在庫の製造日時偽造やら出荷済み商品の冷解凍再出荷やらで赤福本社工場が無期限の営業停止になったということで。しばらく赤福が口に入らなくなるのだろうか、残念だ。正直いって赤福なんてあってもなくてもどうでもいい食べもので、でも食べたらけっこう美味しいからおみやげにはちょうど良い、まあ「ほどほど」な食べものだ。そのぬるま湯感も手伝って自分から買いにいったりはしないけれど立ち寄ったらまあ買うよね、もらったらまあ嬉しいよね、そんなおみやげものとして不動の地位を得ているのだろう。厳格な品質保証を求めているわけではないし、いただいてお腹を壊したりさえしないのならば、製造日や賞味期限なんてどうだっていい。


誰も、少なくとも僕は、赤福に厳密な商品として事務手続き的な完璧さなんて求めていない。健康に害がなければ再解凍していようと期日に嘘があろうと、そんなことは大した話ではない。だって赤福食べたら美味しいし1,200円だか1,500円の料金に期待しているのは別に商品そのものとしての価値というよりも、「三重方面に行ってきましたよー」「赤福もらっていやな気持ちになる人いないでしょ、僕も好きだしきっと君も好きだしだからみんな幸せなのさ」みたいなダイレクトなメッセージや、おみやげを渡せるくらいにあなたのことを大事に思っていますというメタ・メッセージの伝達。

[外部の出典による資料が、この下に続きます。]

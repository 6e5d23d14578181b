//! Vector instruction set encodings.
//!
//! Field extraction and encoding constants for the RISC-V V-extension opcode
//! space: major opcodes, operand-class codes (funct3), function codes (funct6),
//! memory addressing/width fields, and the `vtype` CSR layout.

/// Instruction field extraction trait for raw 32-bit encodings.
pub mod bits;
/// Operand-class (funct3) codes under the vector major opcode.
pub mod funct3;
/// 6-bit function codes for the arithmetic/logical opcode groups.
pub mod funct6;
/// Memory addressing-mode and width field codes for vector loads/stores.
pub mod mem;
/// Major opcodes carrying vector instructions.
pub mod opcodes;
/// Element width, group multiplier, and `vtype` CSR field types.
pub mod vtype;
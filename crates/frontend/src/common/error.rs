//! Error taxonomy for the vector front end.
//!
//! This module defines the error conditions the front end can report. It covers:
//! 1. **Decode Errors:** Invalid encodings, register-group alignment violations,
//!    unsupported element widths, and decode attempted under an invalid `vtype`.
//! 2. **Address Generation Errors:** Misaligned scalar addresses that abort a
//!    memory request.
//! 3. **Backend Errors:** Errors reported by the execution backend on completion,
//!    surfaced verbatim to the upstream caller.
//!
//! Invalid *configuration* is deliberately absent: a malformed `vtype` is
//! recovered locally by forcing `vill=1, vl=0` and never propagates as an error.

use thiserror::Error;

/// Errors reported by the decoder and the address generator.
///
/// No component retries after an error; recovery is always "reject this
/// instruction, preserve state consistency, continue with the next".
#[derive(Clone, Debug, PartialEq, Eq, Error)]
pub enum VectorError {
    /// The instruction encoding is invalid for the current configuration.
    ///
    /// Covers unknown opcode/function encodings, register indices that violate
    /// the group-multiplier alignment constraint, element widths beyond the
    /// supported maximum or the floating-point capability set, and any
    /// non-configuration instruction issued while `vtype.vill` is set.
    /// The payload is the instruction encoding.
    #[error("illegal vector instruction {0:#010x}")]
    IllegalInstruction(u32),

    /// A scalar base or per-element address is not aligned to the element
    /// width for an addressing mode that requires natural alignment.
    ///
    /// Fatal to the instruction: address generation aborts and the engine
    /// returns to idle. The payload is the faulting address.
    #[error("misaligned address {0:#x}")]
    MisalignedAddress(u64),

    /// The execution backend reported an error for a completed operation.
    #[error("backend reported an execution error")]
    Backend,

    /// A memory request is malformed in a way decode cannot produce, such as
    /// an indexed request whose offset vector does not match its element
    /// count. The payload is the offending request tag.
    #[error("malformed memory request (tag {0})")]
    MalformedRequest(u8),
}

そういったものではないだろうか。もちろん体に悪くないことが大前提だけれど。


当直中の僕の耳にも入ってきたくらいだから「赤福けしからん!」といった風潮の報道はそうとうに猛威を振るっているのだろうけれど、ジャーナリストの方々はそこに隠されていた真実をついて何がしたいのか。赤福の不正を暴いたところでそれがぐっと美味しくなるわけではないし、値段が安くなるわけではないし、それどころか僕らは赤福を食べられなくなってしまうっぽい。つまり消費者は何も得をしないどころかみんながそこそこ好きで贈ればぼちぼち喜ばれる絶妙の銘菓をひとつ失おうとしている。世の中に存在しようがしまいが知ったことではない、けれどいただけるのなら確かに嬉しい、そんなぼちぼち具合が赤福の魅力だったのに。正義を主張するのも結構だけれど、振りかざされた社会正義は時に傍若無人だ。


どうにも世間の赤福への拒否反応というのは、賞味期限うんぬんというよりも「だまされていた」という事実そのものに端を発しているように思えてならない。「ほのぼのとしたお菓子屋さん」だと勝手に信じておいて、それがくつがえされるや手のひらを返して「赤福ゆるさん!」となる。自分よりも格下だと思っていた飼い犬が自分を欺いていたという事実をうけ、高すぎる自分のプライドが許さないから飼い犬に腹を立てている。そんな防衛機制さえも想定される。騙されていた(しかも赤福ごときに!)自分への怒りを反転させて赤福に向けているというか。
そりゃあ許されないことをしたし、嘘がばれた以上赤福の罪は重い。だけれど、私としては賞味期限に嘘があろうと何だろうと世間はそれに気付かず赤福が今日もどこかで流通し、様々な口へと運ばれている世の中の方が好きだった。